Chesbrough, professor and executive director of the Program for Open Innovation at the Haas School of Business at the University of California at Berkeley, established himself as a leading voice with an earlier book, Open Innovation: The New Imperative for Creating and Profiting from Technology (Harvard Business School Press, 2003). He was the first major academic champion of the open innovation idea, which has made a great difference at Procter & Gamble, Unilever, and many other companies. Open innovation can be defined as revitalizing a company’s future by tearing down the walls between its R&D organization and outside companies and innovators. Chesbrough recalls that when he first considered the book title in 2003, he Googled the phrase and got only a couple of hundred links, most of them to articles on topics such as the opening of new innovation facilities. “There was no real usage of the term open innovation at that time,” he says. “When I did that same search last summer, I got 13 million responses, and most of them were really about this new model of innovation.”

Now Chesbrough argues that the fortunes of advanced companies — and of economies as a whole — will depend on how well they rethink services. His analysis began several years ago as he considered the fact that service-based industries were rapidly supplanting manufacturing-based industries — in developed economies in general, and in the U.S. economy in particular. Today, he points out, services account for roughly 60 percent of economic activity in the top 40 world economies, and fully 80 percent in the United States.

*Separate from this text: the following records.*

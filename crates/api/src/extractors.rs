//! Request extractors.

use axum::{
    extract::{FromRequest, FromRequestParts, Query, Request, rejection::JsonRejection},
    http::request::Parts,
};
use fixit_common::AppError;
use fixit_core::{Actor, INVALID_TOKEN_MESSAGE};
use fixit_db::entities::user;
use serde::de::DeserializeOwned;

use crate::middleware::RejectedToken;

/// Authenticated user extractor.
#[derive(Debug, Clone)]
pub struct AuthUser(pub user::Model);

impl AuthUser {
    /// The user as a policy actor.
    #[must_use]
    pub fn actor(&self) -> Actor {
        Actor::from(&self.0)
    }
}

impl<S> FromRequestParts<S> for AuthUser
where
    S: Send + Sync,
{
    type Rejection = AppError;

    async fn from_request_parts(parts: &mut Parts, _state: &S) -> Result<Self, Self::Rejection> {
        // Set by auth middleware
        if let Some(user) = parts.extensions.get::<user::Model>() {
            return Ok(Self(user.clone()));
        }

        if parts.extensions.get::<RejectedToken>().is_some() {
            Err(AppError::Unauthorized(INVALID_TOKEN_MESSAGE.to_string()))
        } else {
            Err(AppError::unauthorized())
        }
    }
}

/// JSON body whose parse failures answer as `400 { message }`.
#[derive(Debug, Clone)]
pub struct JsonBody<T>(pub T);

impl<T, S> FromRequest<S> for JsonBody<T>
where
    T: DeserializeOwned,
    S: Send + Sync,
{
    type Rejection = AppError;

    async fn from_request(req: Request, state: &S) -> Result<Self, Self::Rejection> {
        match axum::Json::<T>::from_request(req, state).await {
            Ok(axum::Json(value)) => Ok(Self(value)),
            Err(rejection) => Err(json_rejection(&rejection)),
        }
    }
}

/// Query string whose parse failures answer as `400 { message }`.
#[derive(Debug, Clone)]
pub struct QueryParams<T>(pub T);

impl<T, S> FromRequestParts<S> for QueryParams<T>
where
    T: DeserializeOwned,
    S: Send + Sync,
{
    type Rejection = AppError;

    async fn from_request_parts(parts: &mut Parts, state: &S) -> Result<Self, Self::Rejection> {
        Query::<T>::from_request_parts(parts, state)
            .await
            .map(|Query(value)| Self(value))
            .map_err(|rejection| AppError::BadRequest(rejection.body_text()))
    }
}

fn json_rejection(rejection: &JsonRejection) -> AppError {
    match rejection {
        JsonRejection::MissingJsonContentType(_) => {
            AppError::BadRequest("Expected a JSON request body".to_string())
        }
        other => AppError::BadRequest(other.body_text()),
    }
}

Services, in this context, doesn’t mean such small-scale activities as providing haircuts or washing cars — or even conventional large-scale services such as accounting and retail businesses. Instead, Chesbrough has a vision of knowledge-intensive infrastructure and product lines that evolve into “the engine of growth for the entire developed world.” Breaking out of the old manufacturing-based, product-centric mold, Chesbrough says, will be challenging for business leaders, because it requires them to think of their customers not as purchasers of goods, but as co-creating partners in an evolving relationship. Companies that master new service innovation models and build or add the requisite new capabilities, he promises, will be able “to reach levels of success they have never before experienced in their market or their industry.”

Chesbrough discussed the background and implications of his work with strategy+business at his office in Berkeley in February 2011.

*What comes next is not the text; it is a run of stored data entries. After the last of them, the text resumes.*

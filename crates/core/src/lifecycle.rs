//! Complaint lifecycle rules.
//!
//! Pure functions over a loaded complaint. Callers persist the result.

use chrono::{DateTime, Utc};
use fixit_common::{AppError, AppResult};
use fixit_db::entities::{
    complaint::{self, ComplaintStatus},
    user,
};

/// Message for any status change on a resolved or closed complaint.
pub const TERMINAL_LOCK_MESSAGE: &str = "Status cannot be changed after resolution/closure";

/// Message for an assignee without a staff role.
pub const INVALID_ASSIGNEE_MESSAGE: &str = "Invalid user for assignment";

/// Move a complaint to `to`.
///
/// Resolved and closed are terminal: the complaint is left untouched and
/// `InvalidTransition` is returned. Entering a terminal status stamps
/// `resolved_at` and `resolved_by`; `resolution` is only overwritten by
/// non-blank text.
pub fn transition(
    complaint: &mut complaint::Model,
    to: ComplaintStatus,
    actor_id: &str,
    resolution: Option<&str>,
    now: DateTime<Utc>,
) -> AppResult<()> {
    if complaint.status.is_terminal() {
        return Err(AppError::InvalidTransition(TERMINAL_LOCK_MESSAGE.to_string()));
    }

    complaint.status = to;
    if to.is_terminal() {
        complaint.resolved_at = Some(now);
        complaint.resolved_by = Some(actor_id.to_string());
        if let Some(text) = resolution.map(str::trim).filter(|t| !t.is_empty()) {
            complaint.resolution = text.to_string();
        }
    }
    complaint.updated_at = now;
    Ok(())
}

/// Only staff can be handed a complaint.
pub fn check_assignee(assignee: &user::Model) -> AppResult<()> {
    if assignee.role.is_staff() {
        Ok(())
    } else {
        Err(AppError::InvalidAssignee(INVALID_ASSIGNEE_MESSAGE.to_string()))
    }
}

/// Bind a staff member and force `in_progress`.
///
/// The terminal lock does not apply here, and neither the assignee's active
/// flag nor the resolution stamps are looked at.
pub fn assign(
    complaint: &mut complaint::Model,
    assignee: &user::Model,
    now: DateTime<Utc>,
) -> AppResult<()> {
    check_assignee(assignee)?;

    complaint.assigned_to = Some(assignee.id.clone());
    complaint.status = ComplaintStatus::InProgress;
    complaint.updated_at = now;
    Ok(())
}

S+B: How did your idea of open services innovation evolve?
CHESBROUGH:
It began with thinking about the idea of the commodity trap. Richard D’Aveni at Dartmouth wrote an excellent book about the phenomenon [Beating the Commodity Trap: How to Maximize Your Competitive Position and Increase Your Pricing Power, Harvard Business Press, 2010]. He captures something important: the difficulty — given the globalization of manufacturing and, increasingly, the globalization of innovation itself — of sustaining a competitive advantage. If you are focused on making a better product that you drop in a box and ship, and it’s up to the customer to figure it out from there, I think you have a very, very hard time staying ahead of your competitors for very long in today’s environment. That was the motivation.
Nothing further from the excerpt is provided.